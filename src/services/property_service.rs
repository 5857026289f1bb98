// src/services/property_service.rs

use sqlx::PgPool;
use uuid::Uuid;

use crate::{
    common::{
        db_utils::WriteOutcome,
        error::{AppError, Entity},
    },
    db::{DocumentRepository, PropertyRepository, SaleRepository},
    models::property::{
        NewProperty, Property, PropertyChanges, PropertyDeletion, PropertyDetail, PropertyFilters,
        PropertyListing,
    },
};

#[derive(Clone)]
pub struct PropertyService {
    pool: PgPool,
    property_repo: PropertyRepository,
    document_repo: DocumentRepository,
    sale_repo: SaleRepository,
}

impl PropertyService {
    pub fn new(
        pool: PgPool,
        property_repo: PropertyRepository,
        document_repo: DocumentRepository,
        sale_repo: SaleRepository,
    ) -> Self {
        Self {
            pool,
            property_repo,
            document_repo,
            sale_repo,
        }
    }

    pub async fn list(&self, filters: PropertyFilters) -> Result<Vec<PropertyListing>, AppError> {
        self.property_repo.list(filters).await
    }

    pub async fn create(&self, new_property: NewProperty) -> Result<Property, AppError> {
        let property = self.property_repo.create(new_property).await?;
        tracing::info!(property_id = %property.id, "imóvel cadastrado");
        Ok(property)
    }

    /// Imóvel com nomes do agente/proprietário e seus documentos.
    pub async fn get_detail(&self, id: Uuid) -> Result<PropertyDetail, AppError> {
        let listing = self
            .property_repo
            .find_listing(id)
            .await?
            .ok_or(AppError::NotFound(Entity::Property))?;

        let documents = self.document_repo.list_by_property(id).await?;

        Ok(PropertyDetail { listing, documents })
    }

    pub async fn update(&self, id: Uuid, changes: PropertyChanges) -> Result<WriteOutcome, AppError> {
        let mut tx = self.pool.begin().await?;

        // Trava a linha para que uma aprovação concorrente não passe no meio
        let current = self
            .property_repo
            .lock_status(&mut *tx, id)
            .await?
            .ok_or(AppError::NotFound(Entity::Property))?;

        if let Some(next) = changes.status {
            current.check_manual_change(next)?;
        }

        let outcome = self
            .property_repo
            .update(&mut *tx, id, changes)
            .await?
            .require(Entity::Property)?;

        tx.commit().await?;
        Ok(outcome)
    }

    /// Documentos, vendas e o imóvel numa única transação: ou tudo, ou nada.
    pub async fn delete(&self, id: Uuid) -> Result<PropertyDeletion, AppError> {
        let mut tx = self.pool.begin().await?;

        let documents_deleted = self.document_repo.delete_by_property(&mut *tx, id).await?;
        let sales_deleted = self.sale_repo.delete_by_property(&mut *tx, id).await?;

        // Se o imóvel não existe, o drop do tx desfaz os passos anteriores
        self.property_repo
            .delete(&mut *tx, id)
            .await?
            .require(Entity::Property)?;

        tx.commit().await?;

        tracing::info!(
            property_id = %id,
            documents_deleted,
            sales_deleted,
            "imóvel apagado em cascata"
        );

        Ok(PropertyDeletion {
            documents_deleted,
            sales_deleted,
        })
    }
}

◇ ◇ ◇ ◇ ◇

What is the number of lines in the listing above that contain the string "AppError"? Give only the number.

[TASK SOLUTION]
8